Searching through a sorted array

F

FireAphis

Hello,

I have a very big array of objects sorted by one of its numeric data
members. During the flow of my application I need occasionally to get
all the elements in a specific range. I could use find_all

partition = my_array.find_all {|x| (x > start) && (x < end)}

My problem is that, as far as I know, find_all just iterates through
all the elements of the array and that's very inefficient, especially
in my case, in which I have a sorted array. Is there any standard way
to search efficiently through a sorted array? A binary search for
example?

Thanks
FireAphis
 
F

FireAphis

FireAphis said:
I have a very big array of objects sorted by one of its numeric data
members. During the flow of my application I need occasionally to get
all the elements in a specific range.

Then why not

my_array[start..end] ?

Cheers,
Peter
__http://www.rubyrailways.comhttp://scrubyt.org

Sorry if my explanation has been misleading. The array isn't
necessarily comprised of continuous or consecutive numbers. Moreover
they don't necessarily start from zero. For example:

my_array = [-100, -99, -2, 0, 3, 125, 1742, 1234568763]

now I want to get all the elements bigger than 1 and smaller than
1000. AFAIK my_array[1..1000] doesn't help in this case.
 
A

Axel Etzold

-------- Original-Nachricht --------
Datum: Wed, 3 Oct 2007 16:30:03 +0900
Von: Peter Szinek <[email protected]>
An: (e-mail address removed)
Betreff: Re: Searching through a sorted array
FireAphis said:
Hello,

I have a very big array of objects sorted by one of its numeric data
members. During the flow of my application I need occasionally to get
all the elements in a specific range.

Then why not

my_array[start..end] ?

Dear FireAphis,

to find the values 'start' and 'end', you could use something like
the twenty questions game to find a number between 1 and a million
(roughly 2^20, hence 20 questions), starting by :

1.) Is the index of 'start' ('end') bigger or smaller than 2^19 (roughly 500000)?

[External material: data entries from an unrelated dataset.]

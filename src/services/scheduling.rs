use crate::domain::advertisement::Advertisement;
use crate::services::break_schedule::BreakSchedule;

/// An advertisement may only air within this many minutes of its arrival.
pub const ACCEPTANCE_WINDOW_MINUTES: f64 = 240.0;

#[derive(Debug, Clone, Copy, PartialEq, Eq)]
pub enum PlacementOutcome {
    Full,
    Partial,
    Rejected,
}

impl PlacementOutcome {
    pub fn is_full(self) -> bool {
        self == PlacementOutcome::Full
    }

    pub fn is_rejected(self) -> bool {
        self == PlacementOutcome::Rejected
    }
}

/// Greedily places `ad` into the first break whose cursor lets the whole
/// request start and end inside the acceptance window.
///
/// The first such break is the only candidate: if it has no capacity left the
/// advertisement is rejected rather than offered to a later break. A break
/// with less room than requested takes a partial placement.
pub fn place_advertisement(ad: &Advertisement, schedule: &mut BreakSchedule) -> PlacementOutcome {
    let window_start = ad.arrival_time;
    let window_end = ad.arrival_time + ACCEPTANCE_WINDOW_MINUTES;

    let Some(window) = schedule.windows.iter_mut().find(|window| {
        let proposed_start = window.cursor();
        let proposed_end = proposed_start + ad.duration;
        (window_start..window_end).contains(&proposed_start)
            && window_start < proposed_end
            && proposed_end <= window_end
    }) else {
        log::trace!("Ad {} rejected: no break inside its window", ad.index);
        return PlacementOutcome::Rejected;
    };

    let available = window.available();
    if available <= 0.0 {
        log::trace!("Ad {} rejected: break {} is full", ad.index, window.index);
        return PlacementOutcome::Rejected;
    }

    let time_to_add = ad.duration.min(available);
    let full_addition = time_to_add == ad.duration;
    let immediately_added = ad.arrival_time.floor() == window.cursor().floor();
    let break_start = window.start;
    let placement = window.accept(ad, time_to_add, full_addition, immediately_added);
    log::trace!(
        "Ad {} placed in break starting at {:.2} for {:.2} minutes (full: {}, immediate: {})",
        placement.ad_index,
        break_start,
        placement.duration,
        placement.full_addition,
        placement.immediately_added
    );

    if full_addition {
        PlacementOutcome::Full
    } else {
        PlacementOutcome::Partial
    }
}

#[cfg(test)]
mod tests {
    use super::*;
    use crate::services::break_schedule::create_breaks;

    fn three_breaks() -> BreakSchedule {
        // breaks at [216, 248], [432, 464], [648, 680]
        create_breaks(16.0, 0.10, 3).unwrap()
    }

    #[test]
    fn early_ad_lands_in_the_first_break_as_a_late_full_addition() {
        let mut schedule = three_breaks();
        let ad = Advertisement::new(0, 20.0, 3.0);

        let outcome = place_advertisement(&ad, &mut schedule);

        assert_eq!(outcome, PlacementOutcome::Full);
        let placement = &schedule.windows[0].placements()[0];
        assert_eq!(placement.ad_index, 0);
        assert_eq!(placement.duration, 3.0);
        assert!(placement.full_addition);
        assert!(!placement.immediately_added);
        assert!((schedule.windows[0].cursor() - 219.0).abs() < 1e-9);
    }

    #[test]
    fn ad_arriving_in_the_same_minute_as_the_cursor_is_immediate() {
        let mut schedule = three_breaks();
        let ad = Advertisement::new(0, 216.0, 2.0);

        place_advertisement(&ad, &mut schedule);

        assert!(schedule.windows[0].placements()[0].immediately_added);
    }

    #[test]
    fn ad_arriving_after_a_cursor_skips_to_the_next_eligible_break() {
        let mut schedule = three_breaks();
        let ad = Advertisement::new(0, 300.0, 3.0);

        place_advertisement(&ad, &mut schedule);

        assert!(schedule.windows[0].placements().is_empty());
        assert_eq!(schedule.windows[1].placements().len(), 1);
    }

    #[test]
    fn ad_arriving_after_the_last_break_is_rejected() {
        let mut schedule = three_breaks();
        let ad = Advertisement::new(0, 700.0, 3.0);

        assert_eq!(place_advertisement(&ad, &mut schedule), PlacementOutcome::Rejected);
        assert!(schedule.placements().next().is_none());
    }

    #[test]
    fn ad_whose_full_request_would_end_outside_the_window_is_rejected() {
        let mut schedule = three_breaks();
        // window [0, 240); break 0 cursor 216 + 30 = 246 > 240
        let ad = Advertisement::new(0, 0.0, 30.0);

        assert_eq!(place_advertisement(&ad, &mut schedule), PlacementOutcome::Rejected);
        assert!(schedule.placements().next().is_none());
    }

    #[test]
    fn nearly_full_break_takes_a_partial_placement() {
        let mut schedule = create_breaks(1.0, 0.05, 1).unwrap(); // capacity 3, starts at 28.5
        let first = Advertisement::new(0, 28.0, 2.0);
        let second = Advertisement::new(1, 28.2, 2.0);

        assert_eq!(place_advertisement(&first, &mut schedule), PlacementOutcome::Full);
        assert_eq!(place_advertisement(&second, &mut schedule), PlacementOutcome::Partial);

        let window = &schedule.windows[0];
        let partial = &window.placements()[1];
        assert!((partial.duration - 1.0).abs() < 1e-9);
        assert!(!partial.full_addition);
        assert!((window.used() - window.capacity).abs() < 1e-9);
        assert!((window.cursor() - window.end).abs() < 1e-9);
    }

    #[test]
    fn full_break_rejects_instead_of_trying_a_later_break() {
        let mut schedule = create_breaks(2.0, 0.05, 2).unwrap(); // capacity 3, breaks at 38 and 76
        let filler = Advertisement::new(0, 30.0, 3.0);
        let late = Advertisement::new(1, 30.0, 1.0);

        assert_eq!(place_advertisement(&filler, &mut schedule), PlacementOutcome::Full);
        // break 0 cursor is now 41, inside [30, 270), and it has no room left
        assert_eq!(place_advertisement(&late, &mut schedule), PlacementOutcome::Rejected);
        assert!(schedule.windows[1].placements().is_empty());
    }

    #[test]
    fn placements_never_overfill_any_break() {
        let mut schedule = create_breaks(16.0, 0.10, 4).unwrap();
        let mut rejected = 0;
        for i in 0..400 {
            let ad = Advertisement::new(i, i as f64 * 2.3, 1.0 + (i % 5) as f64 * 0.7);
            let outcome = place_advertisement(&ad, &mut schedule);
            if outcome.is_rejected() {
                rejected += 1;
            }
        }

        assert!(rejected > 0);
        for window in &schedule.windows {
            assert!(window.used() <= window.capacity + 1e-9);
            let expected_cursor = window.start + window.used();
            assert!((window.cursor() - expected_cursor).abs() < 1e-9);
        }
        let placed: Vec<usize> = schedule.placements().map(|p| p.ad_index).collect();
        let mut unique = placed.clone();
        unique.sort_unstable();
        unique.dedup();
        assert_eq!(placed.len(), unique.len());
    }
}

2.) If the answer was "yes", is the index of 'start' ('end') bigger or smaller than 2^19+2^18 (roughly 750000)?
If the answer was "no", is the index of 'start' ('end') bigger or smaller than 2^18 (roughly 250000)?

etc..

The range in which "start" lies reduces its size by half with each question, and you need 2*log(2) n questions to find the 'start' and 'end'
values.

I am actually not aware whether that's implemented in the Array#index
method.

Best regards,

Axel
 
A

Axel Etzold

-------- Original-Nachricht --------
Datum: Wed, 3 Oct 2007 16:50:03 +0900
Von: FireAphis <[email protected]>
An: (e-mail address removed)
Betreff: Re: Searching through a sorted array
I have a very big array of objects sorted by one of its numeric data
members. During the flow of my application I need occasionally to get
all the elements in a specific range.

Then why not

my_array[start..end] ?

Cheers,
Peter
__http://www.rubyrailways.comhttp://scrubyt.org

Sorry if my explanation has been misleading. The array isn't
necessarily comprised of continuous or consecutive numbers. Moreover
they don't necessarily start from zero. For example:

my_array = [-100, -99, -2, 0, 3, 125, 1742, 1234568763]

now I want to get all the elements bigger than 1 and smaller than
1000. AFAIK my_array[1..1000] doesn't help in this case.
In that case, you can say:

interesting_array=my_array.delete_if{|entry| entry>1000 or entry<1}

Best regards,

Axel
 
F

FireAphis

-------- Original-Nachricht --------
Datum: Wed, 3 Oct 2007 16:30:03 +0900
Von: Peter Szinek <[email protected]>
An: (e-mail address removed)
Betreff: Re: Searching through a sorted array
Then why not
my_array[start..end] ?

Dear FireAphis,

to find the values 'start' and 'end', you could use something like
the twenty questions game to find a number between 1 and a million
(roughly 2^20, hence 20 questions), starting by :

1.) Is the index of 'start' ('end') bigger or smaller than 2^19 (roughly 500000)?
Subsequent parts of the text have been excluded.